Chil was one of six children born to a Jewish family in the industrial city of Lodz. His mother died before World War II, leaving his father to raise the family. Chil's father could not sustain the family financially, so Chil, as the eldest male child, went to work to help support his brothers and sisters.
1933-39: On September 1, 1939, the Germans invaded Poland. Chil fled Lodz with his younger sister to Pruszkow, a small town 10 miles southwest of Warsaw, where there were fewer restrictions on Jews. There was a ghetto there but it wasn't cordoned off. Three times a week they were taken to a railroad labor camp and forced to work--they were often beaten. When the Nazis liquidated the railroad brigades Chil was deported to the Warsaw ghetto.

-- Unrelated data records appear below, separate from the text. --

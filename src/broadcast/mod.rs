//! Cross-context broadcast channels.
//!
//! - [`BroadcastRelay`]: per-context endpoint; stamps outgoing messages with its
//!   instance id and never hands a subscriber its own messages
//! - [`BroadcastTransport`]: moves serialized frames by channel name
//! - [`LocalHub`]: in-process transport (one bounded ring per channel)

mod envelope;
mod relay;
mod transport;

pub use relay::{BroadcastRelay, Subscription};
pub use transport::{BroadcastTransport, Frame, LocalHub};
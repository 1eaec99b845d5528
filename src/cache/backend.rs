//! # Pluggable cache storage.
//!
//! [`CacheBackend`] is what a named cache stores its entries in. The
//! [`Cache`](super::Cache) facade validates arguments and enforces the disposed
//! flag; backends only store and query.
//!
//! [`Fetch`] is the network collaborator used by `add`/`add_all`.

use std::future::Future;
use std::sync::Arc;

use async_trait::async_trait;

use crate::error::RuntimeError;
use crate::http::{Request, Response};

use super::key::MatchOptions;

/// Storage behind one named cache.
#[async_trait]
pub trait CacheBackend: Send + Sync + 'static {
    /// Responses answering `request` (all when `None`), in insertion order.
    async fn match_all(
        &self,
        request: Option<&Request>,
        opts: &MatchOptions,
    ) -> Result<Vec<Response>, RuntimeError>;

    /// First response answering `request`.
    async fn match_one(
        &self,
        request: &Request,
        opts: &MatchOptions,
    ) -> Result<Option<Response>, RuntimeError> {
        Ok(self.match_all(Some(request), opts).await?.into_iter().next())
    }

    /// Stores `response` for `request`, replacing an entry with the same key.
    async fn put(&self, request: Request, response: Response) -> Result<(), RuntimeError>;

    /// Removes entries answering `request`; `true` if any existed.
    async fn delete(&self, request: &Request, opts: &MatchOptions) -> Result<bool, RuntimeError>;

    /// Requests of entries answering `request` (all when `None`).
    async fn keys(
        &self,
        request: Option<&Request>,
        opts: &MatchOptions,
    ) -> Result<Vec<Request>, RuntimeError>;

    /// Drops persisted data when the cache is deleted from its storage.
    async fn purge(&self) -> Result<(), RuntimeError> {
        Ok(())
    }

    /// Releases resources. Called exactly once per backend instance.
    async fn dispose(&self) -> Result<(), RuntimeError> {
        Ok(())
    }
}

/// Performs network requests for `add`/`add_all`.
#[async_trait]
pub trait Fetch: Send + Sync + 'static {
    /// Fetches `request`.
    async fn fetch(&self, request: Request) -> Result<Response, RuntimeError>;
}

/// Shared fetch handle.
pub type FetchRef = Arc<dyn Fetch>;

/// Fetch collaborator for runtimes with no network configured.
#[derive(Debug, Default, Clone, Copy)]
pub struct NoNetwork;

#[async_trait]
impl Fetch for NoNetwork {
    async fn fetch(&self, request: Request) -> Result<Response, RuntimeError> {
        Err(RuntimeError::type_error(format!(
            "network fetch is not configured (requested {})",
            request.url
        )))
    }
}

/// Closure-backed [`Fetch`].
///
/// ```rust
/// use workervisor::{FetchFn, FetchRef, Request, Response, RuntimeError};
///
/// let fetch: FetchRef = FetchFn::arc(|req: Request| async move {
///     Ok::<_, RuntimeError>(Response::ok(format!("body of {}", req.url)))
/// });
/// ```
pub struct FetchFn<F> {
    f: F,
}

impl<F> FetchFn<F> {
    /// Wraps `f`.
    pub fn new(f: F) -> Self {
        Self { f }
    }

    /// Wraps `f` and returns it as a shared handle.
    pub fn arc<Fut>(f: F) -> FetchRef
    where
        F: Fn(Request) -> Fut + Send + Sync + 'static,
        Fut: Future<Output = Result<Response, RuntimeError>> + Send + 'static,
    {
        Arc::new(Self::new(f))
    }
}

#[async_trait]
impl<F, Fut> Fetch for FetchFn<F>
where
    F: Fn(Request) -> Fut + Send + Sync + 'static,
    Fut: Future<Output = Result<Response, RuntimeError>> + Send + 'static,
{
    async fn fetch(&self, request: Request) -> Result<Response, RuntimeError> {
        (self.f)(request).await
    }
}
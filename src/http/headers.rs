use serde::{Deserialize, Serialize};

/// Ordered header list with case-insensitive names.
///
/// Names are stored lower-cased; insertion order is kept for serialization.
#[derive(Clone, Debug, Default, PartialEq, Eq, Serialize, Deserialize)]
#[serde(transparent)]
pub struct Headers(Vec<(String, String)>);

impl Headers {
    /// Creates an empty header list.
    pub fn new() -> Self {
        Self(Vec::new())
    }

    /// Returns the first value for `name`.
    pub fn get(&self, name: &str) -> Option<&str> {
        self.0
            .iter()
            .find(|(k, _)| k.eq_ignore_ascii_case(name))
            .map(|(_, v)| v.as_str())
    }

    /// Replaces every value of `name` with `value`.
    pub fn set(&mut self, name: impl AsRef<str>, value: impl Into<String>) {
        let name = name.as_ref().to_ascii_lowercase();
        self.0.retain(|(k, _)| *k != name);
        self.0.push((name, value.into()));
    }

    /// Appends a value without removing existing ones.
    pub fn append(&mut self, name: impl AsRef<str>, value: impl Into<String>) {
        self.0
            .push((name.as_ref().to_ascii_lowercase(), value.into()));
    }

    /// True if a header with this name exists.
    pub fn contains(&self, name: &str) -> bool {
        self.get(name).is_some()
    }

    /// Iterates `(name, value)` pairs in insertion order.
    pub fn iter(&self) -> impl Iterator<Item = (&str, &str)> {
        self.0.iter().map(|(k, v)| (k.as_str(), v.as_str()))
    }

    /// Header names listed in a `Vary` value, lower-cased, `*` kept verbatim.
    pub fn vary(&self) -> Vec<String> {
        self.get("vary")
            .map(|v| {
                v.split(',')
                    .map(|s| s.trim().to_ascii_lowercase())
                    .filter(|s| !s.is_empty())
                    .collect()
            })
            .unwrap_or_default()
    }
}

impl<K: AsRef<str>, V: Into<String>> FromIterator<(K, V)> for Headers {
    fn from_iter<T: IntoIterator<Item = (K, V)>>(iter: T) -> Self {
        let mut headers = Headers::new();
        for (k, v) in iter {
            headers.append(k, v);
        }
        headers
    }
}
use std::sync::Arc;

use crate::broadcast::{BroadcastTransport, LocalHub};
use crate::cache::{
    CacheOwner, CacheStorage, CacheStorageApi, FactoryRef, FetchRef, NoNetwork, RemoteCacheStorage,
    backend_table,
};
use crate::error::RuntimeError;
use crate::events::Bus;
use crate::subscribers::{Subscribe, SubscriberSet};

use super::config::{Config, Topology};
use super::context::ExecutionContext;
use super::host::Host;
use super::platform::{PlatformRef, platform_table};

/// Registration scope every context serves.
const ROOT_SCOPE: &str = "/";

/// Builder for constructing a [`Host`] with optional collaborators.
pub struct HostBuilder {
    cfg: Config,
    subscribers: Vec<Arc<dyn Subscribe>>,
    fetch: FetchRef,
    platforms: Vec<PlatformRef>,
    backends: Vec<FactoryRef>,
    transport: Option<Arc<dyn BroadcastTransport>>,
}

impl HostBuilder {
    /// Creates a new builder with the given configuration.
    pub fn new(cfg: Config) -> Self {
        Self {
            cfg,
            subscribers: Vec::new(),
            fetch: Arc::new(NoNetwork),
            platforms: Vec::new(),
            backends: Vec::new(),
            transport: None,
        }
    }

    /// Sets runtime event subscribers.
    ///
    /// Subscribers receive lifecycle, dispatch and cache events through
    /// dedicated workers with bounded queues.
    pub fn with_subscribers(mut self, subscribers: Vec<Arc<dyn Subscribe>>) -> Self {
        self.subscribers = subscribers;
        self
    }

    /// Network collaborator used by `Cache::add` / `add_all`.
    pub fn with_fetch(mut self, fetch: FetchRef) -> Self {
        self.fetch = fetch;
        self
    }

    /// Extra platform adapters, selectable through `Config::platform`.
    pub fn with_platforms(mut self, platforms: Vec<PlatformRef>) -> Self {
        self.platforms = platforms;
        self
    }

    /// Extra cache backend, selectable through `Config::cache_backend` by its kind.
    pub fn with_backend(mut self, factory: FactoryRef) -> Self {
        self.backends.push(factory);
        self
    }

    /// Broadcast transport shared by the contexts (defaults to a fresh [`LocalHub`]).
    pub fn with_transport(mut self, transport: Arc<dyn BroadcastTransport>) -> Self {
        self.transport = Some(transport);
        self
    }

    /// Builds the host.
    ///
    /// Must be called inside a tokio runtime: subscriber workers, the cache
    /// owner and the context schedulers are spawned here.
    ///
    /// # Errors
    /// `NotFound` if `cfg.platform` or `cfg.cache_backend` names nothing registered.
    pub fn build(self) -> Result<Arc<Host>, RuntimeError> {
        let platform = platform_table(&self.platforms).open(&self.cfg.platform)?;

        let mut backends = backend_table(&self.cfg.cache_dir);
        for factory in self.backends {
            backends.register(factory.kind(), factory);
        }
        let factory = backends.open(&self.cfg.cache_backend)?;

        let bus = Bus::new(self.cfg.bus_capacity_clamped());
        let subs = SubscriberSet::new(self.subscribers, bus.clone());
        let storage = Arc::new(
            CacheStorage::new(factory)
                .with_fetch(Arc::clone(&self.fetch))
                .with_bus(bus.clone()),
        );
        let transport: Arc<dyn BroadcastTransport> = match self.transport {
            Some(transport) => transport,
            None => LocalHub::new(self.cfg.broadcast_capacity),
        };
        let runtime_token = tokio_util::sync::CancellationToken::new();

        let (contexts, owner) = match self.cfg.topology {
            Topology::Single => {
                let caches: Arc<dyn CacheStorageApi> = storage.clone();
                let ctx = ExecutionContext::spawn(
                    "ctx-0",
                    ROOT_SCOPE,
                    caches,
                    Arc::clone(&transport),
                    bus.clone(),
                    &runtime_token,
                );
                (vec![ctx], None)
            }
            Topology::Pool => {
                let owner = CacheOwner::spawn(Arc::clone(&storage), self.cfg.relay_capacity);
                let contexts = (0..self.cfg.context_count())
                    .map(|i| {
                        let caches: Arc<dyn CacheStorageApi> = Arc::new(RemoteCacheStorage::new(
                            owner.connect(self.cfg.relay_capacity),
                            Arc::clone(&self.fetch),
                            self.cfg.relay_deadline(),
                        ));
                        ExecutionContext::spawn(
                            format!("ctx-{i}"),
                            ROOT_SCOPE,
                            caches,
                            Arc::clone(&transport),
                            bus.clone(),
                            &runtime_token,
                        )
                    })
                    .collect();
                (contexts, Some(owner))
            }
        };

        Ok(Arc::new(Host::new_internal(
            self.cfg, bus, subs, contexts, storage, owner, platform,
        )))
    }
}
//! HTTP/1.1 requests: built by clients, parsed by the origin server with
//! [`httparse`], and serialized to the wire by the HTTP transport.

use bytes::{BufMut, Bytes, BytesMut};
use thiserror::Error;
use url::Url;

use super::{Headers, Method, Version};

/// Errors that can occur while parsing an HTTP/1.1 request.
#[derive(Debug, Error)]
pub enum RequestError {
    #[error("request is incomplete — more data needed")]
    Incomplete,

    #[error("HTTP parse error: {0}")]
    Parse(#[from] httparse::Error),

    #[error("missing required field: {field}")]
    MissingField { field: &'static str },

    #[error("invalid request target: {0}")]
    InvalidTarget(#[from] url::ParseError),
}

/// An HTTP request addressed by its absolute URL.
///
/// # Examples
///
/// ```
/// use rtcache::http::{Method, Request};
///
/// let request = Request::get("http://localhost:8000/hello?name=world")
///     .unwrap()
///     .header("Accept", "text/plain");
///
/// assert_eq!(request.method(), &Method::Get);
/// assert_eq!(request.path(), "/hello");
/// assert_eq!(request.query_string(), Some("name=world"));
/// assert_eq!(request.url().as_str(), "http://localhost:8000/hello?name=world");
/// ```
#[derive(Debug, Clone)]
pub struct Request {
    method: Method,
    url: Url,
    version: Version,
    headers: Headers,
    body: Bytes,
}

impl Request {
    /// Maximum number of headers accepted when parsing a request.
    const MAX_HEADERS: usize = 64;

    /// Creates a request with no headers and an empty body.
    ///
    /// # Errors
    ///
    /// Returns [`url::ParseError`] if `url` is not an absolute URL.
    pub fn new(method: Method, url: &str) -> Result<Self, url::ParseError> {
        Ok(Self::from_url(method, Url::parse(url)?))
    }

    pub fn from_url(method: Method, url: Url) -> Self {
        Self {
            method,
            url,
            version: Version::Http11,
            headers: Headers::new(),
            body: Bytes::new(),
        }
    }

    /// Shorthand for `Request::new(Method::Get, url)`.
    pub fn get(url: &str) -> Result<Self, url::ParseError> {
        Self::new(Method::Get, url)
    }

    /// Appends a request header.
    #[must_use]
    pub fn header(mut self, name: impl Into<String>, value: impl AsRef<[u8]>) -> Self {
        self.headers.append(name, value);
        self
    }

    /// Sets the request body. `Content-Length` is written by [`to_bytes`](Self::to_bytes).
    #[must_use]
    pub fn body(mut self, body: impl Into<Bytes>) -> Self {
        self.body = body.into();
        self
    }

    /// Parses a raw HTTP/1.1 request received by a server.
    ///
    /// The absolute URL is rebuilt from the `Host` header (falling back to
    /// `localhost`) and the request target. Returns the request and the offset
    /// at which the body starts in `buf`. The body itself is attached only
    /// once it has fully arrived, via [`with_body`](Self::with_body).
    ///
    /// # Errors
    ///
    /// - [`RequestError::Incomplete`] — the header block has not fully arrived.
    /// - [`RequestError::Parse`] — the data is malformed.
    /// - [`RequestError::MissingField`] — method, path or version is absent.
    pub fn parse(buf: &[u8]) -> Result<(Self, usize), RequestError> {
        let mut headers = [httparse::EMPTY_HEADER; Self::MAX_HEADERS];
        let mut raw = httparse::Request::new(&mut headers);

        let body_offset = match raw.parse(buf)? {
            httparse::Status::Complete(offset) => offset,
            httparse::Status::Partial => return Err(RequestError::Incomplete),
        };

        let method: Method = match raw.method {
            Some(m) => m.parse().unwrap_or_else(|never| match never {}),
            None => return Err(RequestError::MissingField { field: "method" }),
        };
        let target = raw.path.ok_or(RequestError::MissingField { field: "path" })?;
        let version = raw
            .version
            .map(Version::from_minor)
            .ok_or(RequestError::MissingField { field: "version" })?;
        let headers = Headers::from_parsed(raw.headers);

        let url = if target.starts_with('/') {
            let host = headers.get("host").unwrap_or("localhost");
            Url::parse(&format!("http://{host}"))?.join(target)?
        } else {
            Url::parse(target)?
        };

        Ok((
            Self {
                method,
                url,
                version,
                headers,
                body: Bytes::new(),
            },
            body_offset,
        ))
    }

    /// Attaches the body bytes read after the header block.
    pub fn with_body(mut self, body: Bytes) -> Self {
        self.body = body;
        self
    }

    pub fn method(&self) -> &Method {
        &self.method
    }

    /// Returns the absolute target URL.
    pub fn url(&self) -> &Url {
        &self.url
    }

    /// Returns the request path (without the query string).
    pub fn path(&self) -> &str {
        self.url.path()
    }

    /// Returns the raw query string (without the leading `?`), if any.
    pub fn query_string(&self) -> Option<&str> {
        self.url.query()
    }

    pub fn version(&self) -> Version {
        self.version
    }

    pub fn headers(&self) -> &Headers {
        &self.headers
    }

    /// Returns `true` if the connection should be kept alive after this request.
    ///
    /// HTTP/1.1 defaults to keep-alive. HTTP/1.0 defaults to close unless
    /// `Connection: keep-alive` is explicitly set.
    pub fn is_keep_alive(&self) -> bool {
        match self.headers.get("connection") {
            Some(conn) => conn.eq_ignore_ascii_case("keep-alive"),
            None => self.version == Version::Http11,
        }
    }

    pub fn content_length(&self) -> Option<usize> {
        self.headers.content_length()
    }

    /// Returns the `host[:port]` authority for the `Host` header.
    pub fn authority(&self) -> String {
        let host = self.url.host_str().unwrap_or("localhost");
        match self.url.port() {
            Some(port) => format!("{host}:{port}"),
            None => host.to_owned(),
        }
    }

    /// Serializes the request in origin-form for sending over a connection.
    ///
    /// Adds `Host` and `Content-Length` unless already present, and always
    /// asks the server to close the connection after responding.
    pub fn to_bytes(&self) -> BytesMut {
        let mut target = self.url.path().to_owned();
        if let Some(query) = self.url.query() {
            target.push('?');
            target.push_str(query);
        }

        let mut headers = self.headers.clone();
        if !headers.contains("host") {
            headers.append("Host", self.authority());
        }
        if !self.body.is_empty() && !headers.contains("content-length") {
            headers.append("Content-Length", self.body.len().to_string());
        }
        headers.set("Connection", "close");

        let mut buf = BytesMut::with_capacity(64 + headers.len() * 32 + self.body.len());
        buf.put(format!("{} {} {}\r\n", self.method, target, self.version).as_bytes());
        headers.write_to(&mut buf);
        buf.put(&b"\r\n"[..]);
        buf.put(self.body.as_ref());
        buf
    }
}

#[cfg(test)]
mod tests {
    use super::*;

    #[test]
    fn parse_rebuilds_url_from_host() {
        let raw = b"GET /search?q=rust HTTP/1.1\r\nHost: example.com:8000\r\n\r\n";
        let (req, offset) = Request::parse(raw).unwrap();
        assert_eq!(req.method(), &Method::Get);
        assert_eq!(req.url().as_str(), "http://example.com:8000/search?q=rust");
        assert_eq!(req.query_string(), Some("q=rust"));
        assert_eq!(req.version(), Version::Http11);
        assert_eq!(offset, raw.len());
    }

    #[test]
    fn parse_without_host_uses_localhost() {
        let raw = b"GET / HTTP/1.0\r\n\r\n";
        let (req, _) = Request::parse(raw).unwrap();
        assert_eq!(req.url().as_str(), "http://localhost/");
        assert!(!req.is_keep_alive());
    }

    #[test]
    fn incomplete_request() {
        let raw = b"GET / HTTP/1.1\r\nHost:";
        assert!(matches!(Request::parse(raw), Err(RequestError::Incomplete)));
    }

    #[test]
    fn body_offset_and_length() {
        let raw = b"POST / HTTP/1.1\r\nHost: localhost\r\nContent-Length: 5\r\n\r\nhello";
        let (req, body_offset) = Request::parse(raw).unwrap();
        assert_eq!(req.content_length(), Some(5));
        assert_eq!(&raw[body_offset..], b"hello");
    }

    #[test]
    fn to_bytes_writes_origin_form() {
        let req = Request::new(Method::Post, "http://localhost:8000/x?y=1")
            .unwrap()
            .header("Accept", "*/*")
            .body("data");
        let wire = String::from_utf8(req.to_bytes().to_vec()).unwrap();
        assert!(wire.starts_with("POST /x?y=1 HTTP/1.1\r\n"));
        assert!(wire.contains("Host: localhost:8000\r\n"));
        assert!(wire.contains("Content-Length: 4\r\n"));
        assert!(wire.contains("Connection: close\r\n"));
        assert!(wire.ends_with("\r\n\r\ndata"));
    }

    #[test]
    fn obs_text_header_is_sent_verbatim() {
        let req = Request::get("http://localhost/")
            .unwrap()
            .header("X-Name", b"caf\xe9");
        let wire = req.to_bytes();
        let needle = &b"X-Name: caf\xe9\r\n"[..];
        assert!(wire.windows(needle.len()).any(|w| w == needle));

        let (parsed, _) = Request::parse(&wire).unwrap();
        assert_eq!(parsed.headers().get_bytes("x-name"), Some(&b"caf\xe9"[..]));
    }

    #[test]
    fn serialized_request_parses_back() {
        let req = Request::get("http://127.0.0.1:9/a/b").unwrap();
        let wire = req.to_bytes();
        let (parsed, _) = Request::parse(&wire).unwrap();
        assert_eq!(parsed.url(), req.url());
        assert_eq!(parsed.method(), req.method());
    }
}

1940-45: After several months in the Warsaw ghetto, Chil was transferred first to the Lublin area and then, in 1942, to the Treblinka killing center. When he arrived he heard a guard call out, "Who's a barber?" With nothing to lose Chil answered, "I am." He was handed scissors and marched to the gas chambers. Suddenly, a door at one end of the cell opened and screaming guards pushed naked women into the room and forced them to sit. Chil cut their hair in five snips, threw the hair in a suitcase and left the chamber before they were gassed.
In August 1943 Chil escaped from Treblinka during an uprising. He then hid until he was liberated by the Soviet army on January 17, 1945.